A: Wie können wir die Konflikte mit der Hilfe der gewaltfreien Kommunikation lösen?

R: Dafür brauchen wir Übungen. Für den Prozess der Konfliktlösung müssen wir uns vollständig von dem Ziel verabschieden, Menschen dahin zu bringen, dass sie das tun, was wir wollen. Stattdessen konzentrieren wir uns darauf, Bedingungen zu schaffen, die den Bedürfnissen aller gerecht werden. Der Prozess der gewaltfreien Kommunikation basiert auf einem achtsamen Umgang miteinander, der eine aufrichtige Kooperation fördert. Zu den Übungen der gewaltfreien Kommunikation, die helfen, Konflikte zu lösen, gehört, dass wir:

  1. unsere eigenen Bedürfnisse ausdrücken;
  2. die Bedürfnisse andere Menschen erkunden, unabhängig davon, wie sie sich ausdrücken;
  3. überprüfen, ob die eigenen persönlichen Bedürfnisse von der anderen Seite so verstanden wurden, wie wir sie meinen;
  4. die Empathie (= Einfühlung) aufbringen, die die Menschen brauchen, um dann selbst die Bedürfnisse anderer hören zu können;
  5. vorgeschlagene Lösungen oder Strategien in positive Handlungssprache übersetzten.

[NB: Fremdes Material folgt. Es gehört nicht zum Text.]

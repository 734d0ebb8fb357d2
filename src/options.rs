use std::rc::Rc;

use crate::cmp::{Cmp, DefaultCmp};
use crate::disk_env::PosixDiskEnv;
use crate::env::Env;
use crate::infolog::{self, Logger};
use crate::types::{share, SequenceNumber, Shared};

/// Options controls the behavior of a database: which comparator orders keys, which `Env` it
/// runs against, how large memtables/tables/compactions are allowed to grow, and where its
/// informational log goes. A fresh `Options` is cheap to construct (`Options::default()`); tests
/// should prefer `Options::for_test()`, which points the comparator and env at in-memory
/// stand-ins and shrinks the size thresholds so fixtures don't need megabytes of data to exercise
/// level transitions.
pub struct Options {
    pub cmp: Rc<Box<dyn Cmp>>,
    pub env: Rc<Box<dyn Env>>,
    pub logger: Shared<Logger>,

    pub create_if_missing: bool,
    pub error_if_exists: bool,
    pub paranoid_checks: bool,

    pub write_buffer_size: usize,
    pub max_open_files: usize,
    pub block_size: usize,
    pub block_restart_interval: usize,

    /// Target size of a single table file. Compaction input-growth and output-splitting
    /// heuristics are all expressed as multiples of this value.
    pub max_file_size: usize,

    pub reuse_logs: bool,
}

impl Clone for Options {
    fn clone(&self) -> Self {
        Options {
            cmp: self.cmp.clone(),
            env: self.env.clone(),
            logger: self.logger.clone(),
            create_if_missing: self.create_if_missing,
            error_if_exists: self.error_if_exists,
            paranoid_checks: self.paranoid_checks,
            write_buffer_size: self.write_buffer_size,
            max_open_files: self.max_open_files,
            block_size: self.block_size,
            block_restart_interval: self.block_restart_interval,
            max_file_size: self.max_file_size,
            reuse_logs: self.reuse_logs,
        }
    }
}

impl Default for Options {
    fn default() -> Self {
        Options {
            cmp: Rc::new(Box::new(DefaultCmp)),
            env: Rc::new(Box::new(PosixDiskEnv::new())),
            logger: share(infolog::stderr()),
            create_if_missing: true,
            error_if_exists: false,
            paranoid_checks: false,
            write_buffer_size: 4 << 20,
            max_open_files: 1 << 10,
            block_size: 4 << 10,
            block_restart_interval: 16,
            max_file_size: 2 << 20,
            reuse_logs: false,
        }
    }
}

impl Options {
    /// Options suited for unit tests: an in-memory env, a tiny file-size target so a handful of
    /// entries is enough to trigger compactions, and a logger that discards output.
    pub fn for_test() -> Options {
        use crate::mem_env::MemEnv;
        let mut o = Options {
            env: Rc::new(Box::new(MemEnv::new())),
            max_file_size: 2048,
            write_buffer_size: 1 << 12,
            ..Options::default()
        };
        o.logger = share(infolog::sink());
        o
    }

    pub fn set_comparator(&mut self, cmp: Box<dyn Cmp>) {
        self.cmp = Rc::new(cmp);
    }

    pub fn set_env(&mut self, env: Box<dyn Env>) {
        self.env = Rc::new(env);
    }
}

/// Convenience free function mirroring `Options::for_test()`, for call sites that `use
/// crate::options` and reach for `options::for_test()`.
pub fn for_test() -> Options {
    Options::for_test()
}

/// Supplied to read operations.
pub struct ReadOptions {
    pub verify_checksums: bool,
    pub fill_cache: bool,
    pub snapshot: Option<SequenceNumber>,
}

impl Default for ReadOptions {
    fn default() -> Self {
        ReadOptions {
            verify_checksums: false,
            fill_cache: true,
            snapshot: None,
        }
    }
}

/// Supplied to write operations.
#[derive(Default)]
pub struct WriteOptions {
    pub sync: bool,
}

A: Das Thema ist vielseitig. Können wir es vertiefen?

R: Ja, das tun wir.

A: Machen wir für heute Schluss?

R: Das machen wir!

 

 

 

 

 

Quellen

Rosenberg, Marshall B. Gewaltfreie Kommunikation. Paderborn: Junfermann, 2016.

Rosenberg, Marshall B. Erziehung, die das Leben bereichert. Paderborn: Junfermann, 2007.

Rosenberg, Marshall B. Konflikte lösen durch Gewaltfreie Kommunikation. Freiburg im Breisgau: Herder, 2012.

Rosenberg, Marshall B. Das können wir klären. Paderborn: Junfermann, 2007.